━━ Data extracts ━━
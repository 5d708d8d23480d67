//! OpenTelemetry distributed tracing setup

use opentelemetry::{trace::TracerProvider as _, KeyValue};
use opentelemetry_otlp::WithExportConfig;
use opentelemetry_sdk::{
    runtime,
    trace::{RandomIdGenerator, Sampler, TracerProvider},
    Resource,
};
use tracing_subscriber::{
    fmt::{self, format::FmtSpan},
    layer::SubscriberExt,
    util::SubscriberInitExt,
};

use super::config::TracingConfig;
use crate::config::{LogFormat, LoggingConfig};
use crate::infrastructure::logging::env_filter;

/// Initialize console logging plus optional OpenTelemetry export. An exporter
/// that fails to build downgrades to console-only output.
pub fn init_tracing(logging_config: &LoggingConfig, tracing_config: &TracingConfig) {
    let filter = env_filter(logging_config);

    let (provider, otel_error) = if tracing_config.enabled {
        match init_otel_tracing(tracing_config) {
            Ok(provider) => (Some(provider), None),
            Err(e) => (None, Some(e)),
        }
    } else {
        (None, None)
    };

    let json_layer = matches!(logging_config.format, LogFormat::Json).then(|| {
        fmt::layer()
            .json()
            .with_span_events(FmtSpan::CLOSE)
            .with_target(true)
            .with_thread_ids(true)
            .with_file(true)
            .with_line_number(true)
    });

    let pretty_layer = matches!(logging_config.format, LogFormat::Pretty).then(|| {
        fmt::layer()
            .pretty()
            .with_target(true)
            .with_span_events(FmtSpan::CLOSE)
    });

    let telemetry_layer = provider.as_ref().map(|provider| {
        let tracer = provider.tracer(tracing_config.service_name.clone());
        tracing_opentelemetry::layer().with_tracer(tracer)
    });

    tracing_subscriber::registry()
        .with(filter)
        .with(json_layer)
        .with(pretty_layer)
        .with(telemetry_layer)
        .init();

    match (provider, otel_error) {
        (Some(provider), _) => {
            opentelemetry::global::set_tracer_provider(provider);
            tracing::info!(
                "Tracing initialized with OpenTelemetry export to {}",
                tracing_config.otlp_endpoint
            );
        }
        (None, Some(e)) => {
            tracing::warn!(
                "Failed to initialize OpenTelemetry: {}. Tracing disabled.",
                e
            );
        }
        (None, None) => {
            tracing::info!("Tracing initialized (OpenTelemetry disabled)");
        }
    }
}

fn sampler_for(ratio: f64) -> Sampler {
    if ratio >= 1.0 {
        Sampler::AlwaysOn
    } else if ratio <= 0.0 {
        Sampler::AlwaysOff
    } else {
        Sampler::TraceIdRatioBased(ratio)
    }
}

fn init_otel_tracing(
    config: &TracingConfig,
) -> Result<TracerProvider, opentelemetry::trace::TraceError> {
    let resource = Resource::new(vec![KeyValue::new(
        "service.name",
        config.service_name.clone(),
    )]);

    let exporter = opentelemetry_otlp::SpanExporter::builder()
        .with_tonic()
        .with_endpoint(&config.otlp_endpoint)
        .build()?;

    let provider = TracerProvider::builder()
        .with_sampler(sampler_for(config.sampling_ratio))
        .with_id_generator(RandomIdGenerator::default())
        .with_resource(resource)
        .with_batch_exporter(exporter, runtime::Tokio)
        .build();

    Ok(provider)
}

/// Shutdown tracing and flush pending spans
pub fn shutdown_tracing() {
    opentelemetry::global::shutdown_tracer_provider();
    tracing::info!("Tracing shutdown complete");
}
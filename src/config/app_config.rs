use std::time::Duration;

use serde::Deserialize;

use crate::domain::DomainError;
use crate::infrastructure::cache::{CacheConfig, CacheType};
use crate::infrastructure::observability::ObservabilityConfig;
use crate::infrastructure::storage::{PostgresConfig, StorageConfig, StorageType};
use crate::infrastructure::todo::TodoCachePolicy;

/// Application configuration
#[derive(Debug, Clone, Deserialize, Default)]
pub struct AppConfig {
    #[serde(default)]
    pub server: ServerConfig,
    #[serde(default)]
    pub logging: LoggingConfig,
    #[serde(default)]
    pub database: DatabaseConfig,
    #[serde(default)]
    pub storage: StorageSettings,
    #[serde(default)]
    pub cache: CacheSettings,
    #[serde(default)]
    pub observability: ObservabilityConfig,
}

#[derive(Debug, Clone, Deserialize)]
#[serde(default)]
pub struct ServerConfig {
    pub host: String,
    pub port: u16,
}

#[derive(Debug, Clone, Deserialize)]
#[serde(default)]
pub struct LoggingConfig {
    pub level: String,
    pub format: LogFormat,
}

#[derive(Debug, Clone, Deserialize, Default, PartialEq, Eq)]
#[serde(rename_all = "lowercase")]
pub enum LogFormat {
    #[default]
    Pretty,
    Json,
}

/// PostgreSQL connection settings
#[derive(Debug, Clone, Deserialize)]
#[serde(default)]
pub struct DatabaseConfig {
    /// Falls back to `DATABASE_URL` when unset
    pub url: Option<String>,
    pub max_connections: u32,
    pub acquire_timeout_secs: u64,
    /// Apply pending migrations when the server starts
    pub run_migrations: bool,
}

#[derive(Debug, Clone, Deserialize, Default)]
#[serde(default)]
pub struct StorageSettings {
    pub backend: StorageType,
}

/// Cache backend and TTL settings
#[derive(Debug, Clone, Deserialize)]
#[serde(default)]
pub struct CacheSettings {
    pub backend: CacheType,
    /// Falls back to `REDIS_URL` when unset
    pub redis_url: Option<String>,
    pub key_prefix: Option<String>,
    pub item_ttl_secs: u64,
    pub page_ttl_secs: u64,
    /// Cache list/filter/search pages as well as single items
    pub cache_pages: bool,
    pub max_capacity: u64,
    pub operation_timeout_ms: u64,
}

impl Default for ServerConfig {
    fn default() -> Self {
        Self {
            host: "0.0.0.0".to_string(),
            port: 8080,
        }
    }
}

impl Default for LoggingConfig {
    fn default() -> Self {
        Self {
            level: "info".to_string(),
            format: LogFormat::default(),
        }
    }
}

impl Default for DatabaseConfig {
    fn default() -> Self {
        Self {
            url: None,
            max_connections: 10,
            acquire_timeout_secs: 5,
            run_migrations: true,
        }
    }
}

impl Default for CacheSettings {
    fn default() -> Self {
        Self {
            backend: CacheType::default(),
            redis_url: None,
            key_prefix: None,
            item_ttl_secs: 900,
            page_ttl_secs: 300,
            cache_pages: false,
            max_capacity: 10_000,
            operation_timeout_ms: 500,
        }
    }
}

impl AppConfig {
    /// Load `config/default`, then `config/local`, then `APP__*` variables,
    /// then the conventional `DATABASE_URL`/`REDIS_URL` fallbacks
    pub fn load() -> Result<Self, config::ConfigError> {
        let config = Self::builder().build()?;
        let app: Self = config.try_deserialize()?;

        Ok(app.with_env_fallbacks(|name| std::env::var(name).ok()))
    }

    fn builder() -> config::ConfigBuilder<config::builder::DefaultState> {
        config::Config::builder()
            .add_source(config::File::with_name("config/default").required(false))
            .add_source(config::File::with_name("config/local").required(false))
            .add_source(
                config::Environment::with_prefix("APP")
                    .prefix_separator("__")
                    .separator("__")
                    .try_parsing(true),
            )
    }

    /// Fill connection URLs that the layered sources left unset
    pub fn with_env_fallbacks<F>(mut self, lookup: F) -> Self
    where
        F: Fn(&str) -> Option<String>,
    {
        if self.database.url.is_none() {
            self.database.url = lookup("DATABASE_URL");
        }

        if self.cache.redis_url.is_none() {
            self.cache.redis_url = lookup("REDIS_URL");
        }

        self
    }

    pub fn postgres_config(&self) -> Result<PostgresConfig, DomainError> {
        let url = self.database.url.clone().ok_or_else(|| {
            DomainError::configuration(
                "database.url (or DATABASE_URL) is required for the postgres backend",
            )
        })?;

        Ok(PostgresConfig::new(url)
            .with_max_connections(self.database.max_connections)
            .with_acquire_timeout(self.database.acquire_timeout_secs))
    }

    pub fn storage_config(&self) -> Result<StorageConfig, DomainError> {
        match self.storage.backend {
            StorageType::InMemory => Ok(StorageConfig::in_memory()),
            StorageType::Postgres => Ok(StorageConfig::postgres(
                self.postgres_config()?,
                self.database.run_migrations,
            )),
        }
    }

    pub fn cache_config(&self) -> CacheConfig {
        let mut config = CacheConfig {
            cache_type: self.cache.backend,
            redis_url: self.cache.redis_url.clone(),
            ..CacheConfig::default()
        }
        .with_max_capacity(self.cache.max_capacity)
        .with_operation_timeout(Duration::from_millis(self.cache.operation_timeout_ms));

        if let Some(prefix) = &self.cache.key_prefix {
            config = config.with_key_prefix(prefix.clone());
        }

        config
    }

    pub fn cache_policy(&self) -> TodoCachePolicy {
        TodoCachePolicy {
            item_ttl: Duration::from_secs(self.cache.item_ttl_secs),
            page_ttl: Duration::from_secs(self.cache.page_ttl_secs),
            cache_pages: self.cache.cache_pages,
        }
    }
}
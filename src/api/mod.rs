//! API layer - HTTP endpoints and middleware

pub mod health;
pub mod middleware;
pub mod router;
pub mod state;
pub mod types;
pub mod v1;

pub use router::create_router;
pub use state::{AppState, Readiness, TodoServiceTrait};
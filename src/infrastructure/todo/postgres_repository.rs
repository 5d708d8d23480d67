//! PostgreSQL todo repository implementation

use async_trait::async_trait;
use chrono::{DateTime, Utc};
use sqlx::postgres::PgRow;
use sqlx::{PgPool, Row};

use crate::domain::todo::{NewTodo, Page, PageRequest, Priority, Todo, TodoId, TodoRepository};
use crate::domain::DomainError;

const SELECT_COLUMNS: &str = "id, title, description, completed, priority, due_date, tags, \
                              created_at, updated_at";

/// Row filter shared by the three page queries
enum PageFilter<'a> {
    All,
    Completed(bool),
    TitleContains(&'a str),
}

impl PageFilter<'_> {
    fn where_clause(&self) -> &'static str {
        match self {
            PageFilter::All => "",
            PageFilter::Completed(_) => "WHERE completed = $1",
            PageFilter::TitleContains(_) => r"WHERE title ILIKE $1 ESCAPE '\'",
        }
    }

    /// Index of the first LIMIT/OFFSET placeholder
    fn next_param(&self) -> usize {
        match self {
            PageFilter::All => 1,
            _ => 2,
        }
    }
}

/// PostgreSQL implementation of TodoRepository
#[derive(Debug, Clone)]
pub struct PostgresTodoRepository {
    pool: PgPool,
}

impl PostgresTodoRepository {
    /// Create a new repository with the given connection pool
    pub fn new(pool: PgPool) -> Self {
        Self { pool }
    }

    async fn fetch_page(
        &self,
        filter: PageFilter<'_>,
        request: PageRequest,
    ) -> Result<Page<Todo>, DomainError> {
        let where_clause = filter.where_clause();
        let pattern = match &filter {
            PageFilter::TitleContains(query) => Some(like_pattern(query)),
            _ => None,
        };

        let count_sql = format!("SELECT COUNT(*) FROM todos {}", where_clause);
        let mut count_query = sqlx::query_scalar::<_, i64>(&count_sql);
        count_query = match &filter {
            PageFilter::All => count_query,
            PageFilter::Completed(completed) => count_query.bind(*completed),
            PageFilter::TitleContains(_) => count_query.bind(pattern.clone()),
        };

        let total: i64 = count_query
            .fetch_one(&self.pool)
            .await
            .map_err(|e| DomainError::storage(format!("Failed to count todos: {}", e)))?;

        if total == 0 {
            return Ok(Page::empty(request));
        }

        let next = filter.next_param();
        let select_sql = format!(
            "SELECT {} FROM todos {} ORDER BY created_at DESC, id DESC LIMIT ${} OFFSET ${}",
            SELECT_COLUMNS,
            where_clause,
            next,
            next + 1
        );

        let mut select_query = sqlx::query(&select_sql);
        select_query = match &filter {
            PageFilter::All => select_query,
            PageFilter::Completed(completed) => select_query.bind(*completed),
            PageFilter::TitleContains(_) => select_query.bind(pattern),
        };

        let rows = select_query
            .bind(i64::try_from(request.limit()).unwrap_or(i64::MAX))
            .bind(i64::try_from(request.offset()).unwrap_or(i64::MAX))
            .fetch_all(&self.pool)
            .await
            .map_err(|e| DomainError::storage(format!("Failed to list todos: {}", e)))?;

        let content = rows
            .iter()
            .map(row_to_todo)
            .collect::<Result<Vec<_>, _>>()?;

        Ok(Page::new(content, total as u64, request))
    }
}

#[async_trait]
impl TodoRepository for PostgresTodoRepository {
    async fn insert(&self, todo: NewTodo) -> Result<Todo, DomainError> {
        let id: i64 = sqlx::query_scalar(
            r#"
            INSERT INTO todos (title, description, completed, priority, due_date, tags,
                               created_at, updated_at)
            VALUES ($1, $2, $3, $4, $5, $6, $7, $8)
            RETURNING id
            "#,
        )
        .bind(&todo.title)
        .bind(&todo.description)
        .bind(todo.completed)
        .bind(todo.priority.as_str())
        .bind(todo.due_date)
        .bind(&todo.tags)
        .bind(todo.created_at)
        .bind(todo.updated_at)
        .fetch_one(&self.pool)
        .await
        .map_err(|e| DomainError::storage(format!("Failed to insert todo: {}", e)))?;

        Ok(todo.into_todo(TodoId::new(id)))
    }

    async fn find_by_id(&self, id: TodoId) -> Result<Option<Todo>, DomainError> {
        let sql = format!("SELECT {} FROM todos WHERE id = $1", SELECT_COLUMNS);

        let row = sqlx::query(&sql)
            .bind(id.value())
            .fetch_optional(&self.pool)
            .await
            .map_err(|e| DomainError::storage(format!("Failed to get todo: {}", e)))?;

        match row {
            Some(row) => Ok(Some(row_to_todo(&row)?)),
            None => Ok(None),
        }
    }

    async fn save(&self, todo: Todo) -> Result<Todo, DomainError> {
        let result = sqlx::query(
            r#"
            UPDATE todos
            SET title = $2, description = $3, completed = $4, priority = $5,
                due_date = $6, tags = $7, updated_at = $8
            WHERE id = $1
            "#,
        )
        .bind(todo.id().value())
        .bind(todo.title())
        .bind(todo.description())
        .bind(todo.completed())
        .bind(todo.priority().as_str())
        .bind(todo.due_date())
        .bind(todo.tags())
        .bind(todo.updated_at())
        .execute(&self.pool)
        .await
        .map_err(|e| DomainError::storage(format!("Failed to update todo: {}", e)))?;

        if result.rows_affected() == 0 {
            return Err(DomainError::not_found(todo.id()));
        }

        Ok(todo)
    }

    async fn delete_by_id(&self, id: TodoId) -> Result<(), DomainError> {
        sqlx::query("DELETE FROM todos WHERE id = $1")
            .bind(id.value())
            .execute(&self.pool)
            .await
            .map_err(|e| DomainError::storage(format!("Failed to delete todo: {}", e)))?;

        Ok(())
    }

    async fn exists_by_id(&self, id: TodoId) -> Result<bool, DomainError> {
        sqlx::query_scalar("SELECT EXISTS(SELECT 1 FROM todos WHERE id = $1)")
            .bind(id.value())
            .fetch_one(&self.pool)
            .await
            .map_err(|e| DomainError::storage(format!("Failed to check todo: {}", e)))
    }

    async fn find_page(&self, request: PageRequest) -> Result<Page<Todo>, DomainError> {
        self.fetch_page(PageFilter::All, request).await
    }

    async fn find_page_by_completed(
        &self,
        completed: bool,
        request: PageRequest,
    ) -> Result<Page<Todo>, DomainError> {
        self.fetch_page(PageFilter::Completed(completed), request)
            .await
    }

    async fn find_page_by_title_contains(
        &self,
        query: &str,
        request: PageRequest,
    ) -> Result<Page<Todo>, DomainError> {
        self.fetch_page(PageFilter::TitleContains(query), request)
            .await
    }

    async fn ping(&self) -> Result<(), DomainError> {
        sqlx::query("SELECT 1")
            .execute(&self.pool)
            .await
            .map_err(|e| DomainError::storage(format!("Database unreachable: {}", e)))?;

        Ok(())
    }
}

fn row_to_todo(row: &PgRow) -> Result<Todo, DomainError> {
    let id: i64 = row.get("id");
    let priority: String = row.get("priority");
    let created_at: DateTime<Utc> = row.get("created_at");
    let updated_at: DateTime<Utc> = row.get("updated_at");

    let priority: Priority = priority
        .parse()
        .map_err(|e| DomainError::storage(format!("Invalid priority in database: {}", e)))?;

    let draft = NewTodo {
        title: row.get("title"),
        description: row.get("description"),
        completed: row.get("completed"),
        priority,
        due_date: row.get("due_date"),
        tags: row.get("tags"),
        created_at,
        updated_at,
    };

    Ok(draft.into_todo(TodoId::new(id)))
}

/// Wrap a user query in `%…%`, escaping LIKE metacharacters so it matches
/// as a literal substring
fn like_pattern(query: &str) -> String {
    let mut pattern = String::with_capacity(query.len() + 2);
    pattern.push('%');

    for c in query.chars() {
        if matches!(c, '\\' | '%' | '_') {
            pattern.push('\\');
        }
        pattern.push(c);
    }

    pattern.push('%');
    pattern
}

#[cfg(test)]
mod tests {
    use super::*;

    #[test]
    fn test_like_pattern_plain() {
        assert_eq!(like_pattern("meeting"), "%meeting%");
        assert_eq!(like_pattern(""), "%%");
    }

    #[test]
    fn test_like_pattern_escapes_metacharacters() {
        assert_eq!(like_pattern("100%"), r"%100\%%");
        assert_eq!(like_pattern("snake_case"), r"%snake\_case%");
        assert_eq!(like_pattern(r"C:\tmp"), r"%C:\\tmp%");
    }

    #[test]
    fn test_page_filter_placeholders() {
        assert_eq!(PageFilter::All.next_param(), 1);
        assert_eq!(PageFilter::Completed(true).next_param(), 2);
        assert_eq!(PageFilter::TitleContains("x").next_param(), 2);
        assert!(PageFilter::TitleContains("x").where_clause().contains("ESCAPE"));
    }

    // Live database tests:
    // DATABASE_URL=postgres://... cargo test -- --ignored

    async fn live_repository() -> PostgresTodoRepository {
        let url = std::env::var("DATABASE_URL").expect("DATABASE_URL must be set");
        let pool = PgPool::connect(&url).await.unwrap();
        crate::infrastructure::storage::migrations::run_migrations(&pool)
            .await
            .unwrap();
        sqlx::query("TRUNCATE todos RESTART IDENTITY")
            .execute(&pool)
            .await
            .unwrap();
        PostgresTodoRepository::new(pool)
    }

    #[tokio::test]
    #[ignore = "Requires running PostgreSQL instance"]
    async fn test_postgres_insert_find_delete() {
        let repo = live_repository().await;

        let created = repo
            .insert(NewTodo::new("Buy milk").with_priority(Priority::High))
            .await
            .unwrap();
        assert!(created.id().value() > 0);

        let found = repo.find_by_id(created.id()).await.unwrap().unwrap();
        assert_eq!(found, created);

        repo.delete_by_id(created.id()).await.unwrap();
        assert!(!repo.exists_by_id(created.id()).await.unwrap());
    }

    #[tokio::test]
    #[ignore = "Requires running PostgreSQL instance"]
    async fn test_postgres_search_is_literal() {
        let repo = live_repository().await;

        repo.insert(NewTodo::new("100% done")).await.unwrap();
        repo.insert(NewTodo::new("1000 items")).await.unwrap();

        let page = repo
            .find_page_by_title_contains("0%", PageRequest::default())
            .await
            .unwrap();

        assert_eq!(page.total_elements, 1);
        assert_eq!(page.content[0].title(), "100% done");
    }
}
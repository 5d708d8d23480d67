//! Request logging middleware with sensitive header redaction

use std::time::Instant;

use axum::{
    body::Body,
    extract::MatchedPath,
    http::{HeaderMap, Request},
    middleware::Next,
    response::Response,
};
use tracing::{info, warn};

pub const REQUEST_ID_HEADER: &str = "x-request-id";

/// Log each request and its outcome, tagged with the request id.
///
/// No span is opened here; `TraceLayer` owns the request span.
pub async fn logging_middleware(request: Request<Body>, next: Next) -> Response {
    let start = Instant::now();
    let method = request.method().clone();
    let path = matched_path(&request);
    let request_id = request_id(request.headers());

    info!(
        method = %method,
        path = %path,
        request_id = %request_id,
        headers = %redact_headers(request.headers()),
        "Incoming request"
    );

    let response = next.run(request).await;

    let status = response.status();
    let duration_ms = start.elapsed().as_millis();

    if status.is_server_error() {
        warn!(
            method = %method,
            path = %path,
            status = status.as_u16(),
            duration_ms,
            request_id = %request_id,
            "Request failed"
        );
    } else {
        info!(
            method = %method,
            path = %path,
            status = status.as_u16(),
            duration_ms,
            request_id = %request_id,
            "Request completed"
        );
    }

    response
}

/// Route template when matched (`/api/v1/todos/{id}`), raw path otherwise
pub(crate) fn matched_path(request: &Request<Body>) -> String {
    request
        .extensions()
        .get::<MatchedPath>()
        .map(|mp| mp.as_str().to_string())
        .unwrap_or_else(|| request.uri().path().to_string())
}

fn request_id(headers: &HeaderMap) -> String {
    headers
        .get(REQUEST_ID_HEADER)
        .and_then(|v| v.to_str().ok())
        .map(str::to_string)
        .unwrap_or_else(|| uuid::Uuid::new_v4().to_string())
}

fn redact_headers(headers: &HeaderMap) -> String {
    headers
        .iter()
        .filter(|(name, _)| should_log_header(name.as_str()))
        .map(|(name, value)| {
            let value = if is_sensitive_header(name.as_str()) {
                "[REDACTED]"
            } else {
                value.to_str().unwrap_or("[invalid]")
            };
            format!("{}={}", name, value)
        })
        .collect::<Vec<_>>()
        .join(", ")
}

fn is_sensitive_header(name: &str) -> bool {
    matches!(
        name,
        "authorization" | "cookie" | "proxy-authorization" | "x-api-key" | "x-auth-token"
    )
}

fn should_log_header(name: &str) -> bool {
    matches!(
        name,
        "content-type"
            | "content-length"
            | "accept"
            | "user-agent"
            | "x-forwarded-for"
            | "authorization"
            | "cookie"
    )
}
//! Todo service: store access fronted by a read-through cache

use std::future::Future;
use std::sync::Arc;
use std::time::Duration;

use chrono::{DateTime, Utc};
use serde::de::DeserializeOwned;
use serde::Serialize;
use tracing::{debug, info, warn};

use crate::domain::cache::{Cache, CacheExt, TodoCacheKeys};
use crate::domain::todo::{NewTodo, Page, PageRequest, Priority, Todo, TodoId, TodoRepository};
use crate::domain::DomainError;
use crate::infrastructure::observability::{record_cache_event, record_todo_mutation, CacheOutcome};

/// Request for creating a new todo
#[derive(Debug, Clone, Default)]
pub struct CreateTodoRequest {
    pub title: String,
    pub description: Option<String>,
    pub completed: Option<bool>,
    pub priority: Option<Priority>,
    pub due_date: Option<DateTime<Utc>>,
    pub tags: Option<String>,
}

impl CreateTodoRequest {
    pub fn new(title: impl Into<String>) -> Self {
        Self {
            title: title.into(),
            ..Default::default()
        }
    }
}

/// Partial update. Absent fields keep their stored value.
#[derive(Debug, Clone, Default)]
pub struct UpdateTodoRequest {
    pub title: Option<String>,
    pub description: Option<String>,
    pub completed: Option<bool>,
    pub priority: Option<Priority>,
    pub due_date: Option<DateTime<Utc>>,
    pub tags: Option<String>,
}

/// How the service uses the cache
#[derive(Debug, Clone, Copy)]
pub struct TodoCachePolicy {
    /// Lifetime of single-item entries
    pub item_ttl: Duration,
    /// Lifetime of cached list/filter/search pages
    pub page_ttl: Duration,
    /// Whether page queries are cached at all
    pub cache_pages: bool,
}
━━━
_What you have to do_
Only a number is expected: how many lines of the data include the string "pending".

_Reply_
2